Watering schedule
How often to water Corkscrew Plant (Genlisea violacea) — the schedule
Also called corkscrew plant, lobster pot plant.
More about corkscrew plant
About Corkscrew Plant
Genlisea violacea · also called corkscrew plant, lobster pot plant · houseplant
The corkscrew plant is an unusual Brazilian carnivore that traps tiny soil organisms underground with corkscrew-shaped 'lobster-pot' leaves, while showing only small green rosettes and violet flowers above the surface. It thrives boggy and warm, in waterlogged peat-sand, under bright light, watered only with mineral-free water. A curiosity for bog-terrarium growers.
Ideal humidity: 60-80%
Watch for — Drying out: It has no true roots and dies quickly if the medium dries. Keep the pot standing in water permanently; never let the bog go dry.
The watering schedule, season by season
Corkscrew Plant is a bog plant adapted to nutrient-poor wet ground — it must sit in a tray of pure water and must never get tap water or fertiliser. The base rhythm for corkscrew plant is keep permanently wet — stand the pot in 2-4 cm of water at all times, but the real interval moves with the season, the light and the pot — so treat the figures below as a starting point and always confirm with the plant itself.

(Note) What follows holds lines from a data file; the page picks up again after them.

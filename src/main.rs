use std::sync::Arc;

use axum::http::Request;
use tower_http::cors::{Any, CorsLayer};
use tower_http::trace::TraceLayer;
use tracing::Level;

use discord_scout::config::{Config, platform_info};
use discord_scout::discord::DiscordClient;
use discord_scout::poller::Poller;
use discord_scout::routes::{AppState, router};
use discord_scout::store::SeenStore;

#[tokio::main]
async fn main() -> anyhow::Result<()> {
    // Initialize tracing
    tracing_subscriber::fmt()
        .with_env_filter(
            tracing_subscriber::EnvFilter::try_from_default_env()
                .unwrap_or_else(|_| tracing_subscriber::EnvFilter::new("info")),
        )
        .with_target(false)
        .init();

    let config = match Config::from_env() {
        Ok(config) => config,
        Err(e) => {
            eprintln!("Error: {e}");
            std::process::exit(1);
        }
    };

    let platform = platform_info(config.port);
    eprintln!("📡 Discord Scout v{}", env!("CARGO_PKG_VERSION"));
    eprintln!("   Platform: {} ({})", platform.platform, platform.public_url);
    eprintln!("   API: http://0.0.0.0:{}/api/messages/new", config.port);
    eprintln!("   Channels: {}", config.channel_ids.len());
    for (i, channel_id) in config.channel_ids.iter().enumerate() {
        eprintln!("     {}. {}", i + 1, channel_id);
    }
    eprintln!();

    let client = DiscordClient::new(config.api_base.clone(), config.bot_token.clone());

    // Startup self-test: log which channels the bot can actually read.
    for channel_id in &config.channel_ids {
        match client.probe(channel_id).await {
            Ok(info) => tracing::info!(
                channel_id = %channel_id,
                name = info.name.as_deref().unwrap_or("?"),
                "Channel accessible"
            ),
            Err(e) => tracing::warn!(
                channel_id = %channel_id,
                error = %e,
                "Channel probe failed"
            ),
        }
    }

    let store = Arc::new(SeenStore::new());
    let poller = Arc::new(Poller::new(
        Arc::new(client),
        Arc::clone(&store),
        config.channel_ids.clone(),
    ));

    let state = AppState {
        poller,
        store,
        port: config.port,
    };

    // Build router with middleware
    let app = router(state)
        .layer(
            TraceLayer::new_for_http().make_span_with(|request: &Request<_>| {
                tracing::span!(
                    Level::INFO,
                    "http_request",
                    method = %request.method(),
                    path = %request.uri().path(),
                )
            }),
        )
        .layer(
            CorsLayer::new()
                .allow_origin(Any)
                .allow_methods(Any)
                .allow_headers(Any),
        );

    let listener = tokio::net::TcpListener::bind(("0.0.0.0", config.port)).await?;
    tracing::info!(port = config.port, "HTTP API listening");

    axum::serve(listener, app).await?;

    Ok(())
}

- Spring & summer (active growth): Spring and summer: keep the pot standing in 1-2 cm of distilled or rainwater at all times; top the tray up as it is taken up.

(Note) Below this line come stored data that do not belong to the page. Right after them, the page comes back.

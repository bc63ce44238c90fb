//! Discord Scout — polls Discord channels for game-server discovery embeds
//! and serves the extracted events over a small JSON API.

pub mod config;
pub mod discord;
pub mod error;
pub mod extract;
pub mod poller;
pub mod routes;
pub mod store;
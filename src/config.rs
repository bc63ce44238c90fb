//! Configuration, read from the environment at startup.

use secrecy::SecretString;
use serde::Serialize;

use crate::error::ConfigError;

/// Default Discord REST API base URL.
pub const DEFAULT_API_BASE: &str = "https://discord.com/api/v10";

/// Default HTTP listen port.
pub const DEFAULT_PORT: u16 = 8000;

/// Service configuration.
#[derive(Debug, Clone)]
pub struct Config {
    /// Bot token presented to the Discord API (`Authorization: Bot <token>`).
    pub bot_token: SecretString,
    /// Channel ids, in the order they are polled.
    pub channel_ids: Vec<String>,
    /// Base URL of the Discord REST API.
    pub api_base: String,
    /// Port the HTTP API listens on.
    pub port: u16,
}

impl Config {
    /// Read configuration from environment variables.
    ///
    /// `DISCORD_BOT_TOKEN` and `DISCORD_CHANNELS` are required;
    /// `DISCORD_API_BASE` and `PORT` have defaults.
    pub fn from_env() -> Result<Self, ConfigError> {
        let bot_token =
            std::env::var("DISCORD_BOT_TOKEN").map_err(|_| ConfigError::MissingRequired {
                key: "DISCORD_BOT_TOKEN".to_string(),
                hint: "export DISCORD_BOT_TOKEN=<bot token>".to_string(),
            })?;

        let channels_raw =
            std::env::var("DISCORD_CHANNELS").map_err(|_| ConfigError::MissingRequired {
                key: "DISCORD_CHANNELS".to_string(),
                hint: "export DISCORD_CHANNELS=<id>,<id>,...".to_string(),
            })?;

        let channel_ids: Vec<String> = channels_raw
            .split(',')
            .map(|s| s.trim().to_string())
            .filter(|s| !s.is_empty())
            .collect();

        if channel_ids.is_empty() {
            return Err(ConfigError::InvalidValue {
                key: "DISCORD_CHANNELS".to_string(),
                message: "expected a comma-separated list of channel ids".to_string(),
            });
        }

        let api_base =
            std::env::var("DISCORD_API_BASE").unwrap_or_else(|_| DEFAULT_API_BASE.to_string());

        let port: u16 = std::env::var("PORT")
            .unwrap_or_else(|_| DEFAULT_PORT.to_string())
            .parse()
            .map_err(|_| ConfigError::InvalidValue {
                key: "PORT".to_string(),
                message: "expected a port number".to_string(),
            })?;

        Ok(Self {
            bot_token: SecretString::from(bot_token),
            channel_ids,
            api_base,
            port,
        })
    }
}

/// Hosting platform details, detected from well-known environment variables.
///
/// Reported by the `/api/server` and `/api/health` endpoints so clients can
/// tell where the service is running and which URL reaches it.
#[derive(Debug, Clone, Serialize)]
pub struct PlatformInfo {
    pub platform: &'static str,
    pub public_url: String,
}

/// Detect the hosting platform the service runs on.
///
/// Falls back to `local` with a localhost URL when no platform marker is set.
pub fn platform_info(port: u16) -> PlatformInfo {
    if std::env::var("RENDER").is_ok() {
        PlatformInfo {
            platform: "render",
            public_url: std::env::var("RENDER_EXTERNAL_URL")
                .unwrap_or_else(|_| "https://your-app.onrender.com".to_string()),
        }
    } else if let Ok(url) = std::env::var("RAILWAY_STATIC_URL") {
        PlatformInfo {
            platform: "railway",
            public_url: url,
        }
    } else if let Ok(app) = std::env::var("FLY_APP_NAME") {
        PlatformInfo {
            platform: "fly",
            public_url: format!("https://{}.fly.dev", app),
        }
    } else if let Ok(app) = std::env::var("HEROKU_APP_NAME") {
        PlatformInfo {
            platform: "heroku",
            public_url: format!("https://{}.herokuapp.com", app),
        }
    } else {
        PlatformInfo {
            platform: "local",
            public_url: format!("http://localhost:{}", port),
        }
    }
}
//! Error types for Discord Scout.

/// Configuration-related errors.
#[derive(Debug, thiserror::Error)]
pub enum ConfigError {
    #[error("Missing required environment variable: {key}. {hint}")]
    MissingRequired { key: String, hint: String },

    #[error("Invalid configuration value for {key}: {message}")]
    InvalidValue { key: String, message: String },
}

/// Errors from fetching messages out of an upstream channel.
#[derive(Debug, thiserror::Error)]
pub enum FetchError {
    #[error("Bot token rejected by the API")]
    Unauthorized,

    #[error("Bot lacks access to channel {channel_id}")]
    AccessDenied { channel_id: String },

    #[error("Channel {channel_id} not found")]
    NotFound { channel_id: String },

    #[error("Transport error: {0}")]
    Transport(String),
}

impl From<reqwest::Error> for FetchError {
    fn from(err: reqwest::Error) -> Self {
        FetchError::Transport(err.to_string())
    }
}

- Autumn (slowing down): Autumn: lower the tray water level as growth slows and (for temperate species) dormancy approaches.
- Winter (rest / dormancy): Winter: keep just damp, not flooded — many temperate carnivores need a cool dormancy with far less water.
A true bog plant: the medium should stay saturated. Use only rainwater, distilled or RO water. It will not tolerate drying out, and tap-water minerals harm the fine underground traps.
Want this turned into a live reminder that adjusts to your home and the weather? The Growli watering calculator takes your pot size, light and season and returns a starting interval for corkscrew plant in seconds.
How to tell corkscrew plant needs water
A calendar is the worst way to water corkscrew plant. Check the plant and the soil instead — for this species, look for these signals in order:
- The tray has run dry (during active growth it should rarely be empty).
- The peat-based medium feels dry rather than wet.
- Traps or pitchers shrivel or fail to form.
The most reliable single check is the first one on that list. When two signals agree, water; when they disagree, wait a day and look again — under-watering corkscrew plant for a day is almost always safer than over-watering it.
Overwatering vs underwatering corkscrew plant
The two failure modes can look alike at a glance, so check the soil weight and wetness before you decide. For corkscrew plant specifically:
Signs you are overwatering
- Blackening traps or pitchers from stagnant, warm, mineral-laden water.
- Rotting crown if kept warm and flooded through winter dormancy.
Signs you are underwatering
- Traps go limp and brown; pitchers dry up.
- The medium dries out and the plant collapses quickly.
Tap or bottled mineral water kills corkscrew plant. Its roots cannot handle dissolved minerals — only rain, distilled, or reverse-osmosis water will do.
Water quality notes
Only rainwater, distilled or reverse-osmosis water — never tap, mineral or softened water. This is the single most important rule for corkscrew plant.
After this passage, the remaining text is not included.